“[W]here a plaintiff claims she was harmed because of a defendant’s actions in negligently permitting a driver to use the defendant’s vehicle, the plaintiff must prove all of the following:
1. That [the driver] was negligent in operating the vehicle;
2. That [the defendant] was an owner of the vehicle operated by [name of driver];
3. That [the defendant] knew, or should have known, that [the driver] was incompetent or unfit to drive the vehicle;
4. That [the defendant] permitted [the driver] to use the vehicle; and
5. That [the driver]'s incompetence or unfitness to drive was a substantial factor in causing harm to [the plaintiff].”
Jeld-Wen, Inc. v. Superior Court, 131 Cal. App. 4th 853, 863-64 (2005) (quoting from Judicial Council of California Civil Jury Instructions 1-700 CACI 724).
“"The doctrine of 'negligent entrustment' is clearly distinguishable from the theory of 'vicarious liability.' Negligent entrustment is a common law liability doctrine. [Citation.] Conversely, the obligation of a lending owner of an automobile is one of statutory liability. [Citation.] An owner of an automobile may be independently negligent in entrusting it to an incompetent driver. [Citation.] California is one of several states which recognizes the liability of an automobile owner who has entrusted a car to an incompetent, reckless, or inexperienced driver, . . ." Hartford Acci. & Indem. Co. v. Abdullah, 94 Cal. App. 3d 81, 90-91 (1979).

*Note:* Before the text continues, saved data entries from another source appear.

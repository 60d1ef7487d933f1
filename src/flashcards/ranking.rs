use log::debug;
use std::collections::{HashMap, HashSet};
use std::sync::Arc;

use super::lexicon::{Lexicon, PartOfSpeech};
use super::stopwords;
use super::tokenize::TokenizedChapter;

/// Weight of the rarity term
const RARITY_WEIGHT: f64 = 0.7;
/// Weight of the tf-icf term
const TF_ICF_WEIGHT: f64 = 0.3;

/// Chapter frequencies of every lemma across a book
#[derive(Debug, Clone, Default)]
pub struct CorpusStats {
    chapter_count: usize,
    chapter_frequency: HashMap<String, usize>,
}

impl CorpusStats {
    /// Count, for each lemma, how many chapters contain it
    pub fn from_chapters(chapters: &[TokenizedChapter]) -> Self {
        let mut chapter_frequency: HashMap<String, usize> = HashMap::new();
        for chapter in chapters {
            let lemmas: HashSet<&str> = chapter.tokens.iter().map(|t| t.lemma.as_str()).collect();
            for lemma in lemmas {
                *chapter_frequency.entry(lemma.to_string()).or_default() += 1;
            }
        }
        Self {
            chapter_count: chapters.len(),
            chapter_frequency,
        }
    }

    /// Number of chapters
    pub fn chapter_count(&self) -> usize {
        self.chapter_count
    }

    /// Smoothed inverse chapter frequency: `ln((1 + N) / (1 + cf)) + 1`
    pub fn icf(&self, lemma: &str) -> f64 {
        let cf = self.chapter_frequency.get(lemma).copied().unwrap_or(0);
        ((1.0 + self.chapter_count as f64) / (1.0 + cf as f64)).ln() + 1.0
    }
}

/// A scored lemma of one chapter
#[derive(Debug, Clone, PartialEq)]
pub struct RankedWord {
    pub lemma: String,
    pub pos: PartOfSpeech,
    pub score: f64,
    /// Position of the first occurrence in the chapter
    pub first_position: usize,
    /// Occurrences in the chapter
    pub count: usize,
}

#[derive(Debug, Default)]
struct LemmaStats {
    count: usize,
    first_position: usize,
    seen_lowercase: bool,
    capitalized_mid_sentence: bool,
    numeral: bool,
}

/// Scores chapter vocabulary for study value
#[derive(Debug, Clone)]
pub struct RankingEngine {
    lexicon: Arc<Lexicon>,
    stopwords: Option<&'static HashSet<&'static str>>,
    pos_boost: f64,
}

impl RankingEngine {
    /// Engine for one target language
    pub fn new(lexicon: Arc<Lexicon>, language: &str, pos_boost: f64) -> Self {
        Self {
            lexicon,
            stopwords: stopwords::stopwords(language),
            pos_boost,
        }
    }

    fn is_stopword(&self, lemma: &str) -> bool {
        self.stopwords.is_some_and(|set| set.contains(lemma))
    }

    /// Proper nouns are tagged in the lexicon, or are unknown words that are
    /// never written lowercase and are capitalized mid-sentence at least once.
    fn is_proper_noun(&self, lemma: &str, stats: &LemmaStats) -> bool {
        match self.lexicon.lookup(lemma) {
            Some(entry) => entry.pos == PartOfSpeech::Propn,
            None => !stats.seen_lowercase && stats.capitalized_mid_sentence,
        }
    }

    /// Score every eligible lemma of a chapter, best first.
    ///
    /// Equal scores are ordered by first occurrence in the chapter.
    pub fn rank(&self, chapter: &TokenizedChapter, corpus: &CorpusStats) -> Vec<RankedWord> {
        let mut stats: HashMap<&str, LemmaStats> = HashMap::new();
        for token in &chapter.tokens {
            let entry = stats.entry(token.lemma.as_str()).or_insert_with(|| LemmaStats {
                first_position: token.position,
                numeral: token.is_numeral(),
                ..LemmaStats::default()
            });
            entry.count += 1;
            if token.is_capitalized() {
                if !token.sentence_start {
                    entry.capitalized_mid_sentence = true;
                }
            } else {
                entry.seen_lowercase = true;
            }
        }

        let candidates: Vec<(&str, &LemmaStats)> = stats
            .iter()
            .filter(|(lemma, s)| !s.numeral && !self.is_stopword(lemma) && !self.is_proper_noun(lemma, s))
            .map(|(lemma, s)| (*lemma, s))
            .collect();

        let max_count = candidates.iter().map(|(_, s)| s.count).max().unwrap_or(1) as f64;
        let max_rarity = self.lexicon.max_rarity();

        let mut ranked: Vec<RankedWord> = candidates
            .into_iter()
            .map(|(lemma, s)| {
                let pos = self.lexicon.pos(lemma);
                let tf = s.count as f64 / max_count;
                let mut score = RARITY_WEIGHT * (max_rarity - self.lexicon.rarity(lemma))
                    + TF_ICF_WEIGHT * tf * corpus.icf(lemma);
                if pos.is_boosted() {
                    score += self.pos_boost;
                }
                RankedWord {
                    lemma: lemma.to_string(),
                    pos,
                    score,
                    first_position: s.first_position,
                    count: s.count,
                }
            })
            .collect();

        ranked.sort_by(|a, b| {
            b.score
                .total_cmp(&a.score)
                .then(a.first_position.cmp(&b.first_position))
        });

        debug!(
            "Ranked {} of {} lemmas ({} tokens)",
            ranked.len(),
            stats.len(),
            chapter.tokens.len()
        );
        ranked
    }

    /// Top `n` distinct lemmas, in rank order
    pub fn select(ranked: &[RankedWord], n: usize) -> Vec<RankedWord> {
        let mut seen = HashSet::new();
        ranked
            .iter()
            .filter(|word| seen.insert(word.lemma.as_str()))
            .take(n)
            .cloned()
            .collect()
    }
}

“Liability for negligent entrustment is determined by applying general principles of negligence, and ordinarily it is for the jury to determine whether the owner has exercised the required degree of care.” Truong v. Nguyen, 156 Cal. App. 4th 865, 875 (2007).
“A person injured by someone driving a car in the course of employment may sue not only the driver but that driver's employer. The employer can be sued on two legal theories based on tort principles: respondeat superior and negligent entrustment. Respondeat superior, a form of vicarious liability, makes an employer liable, irrespective of fault, for negligent driving by its employee in the scope of employment. The theory of negligent entrustment makes an employer liable for its own negligence in choosing an employee to drive a vehicle.”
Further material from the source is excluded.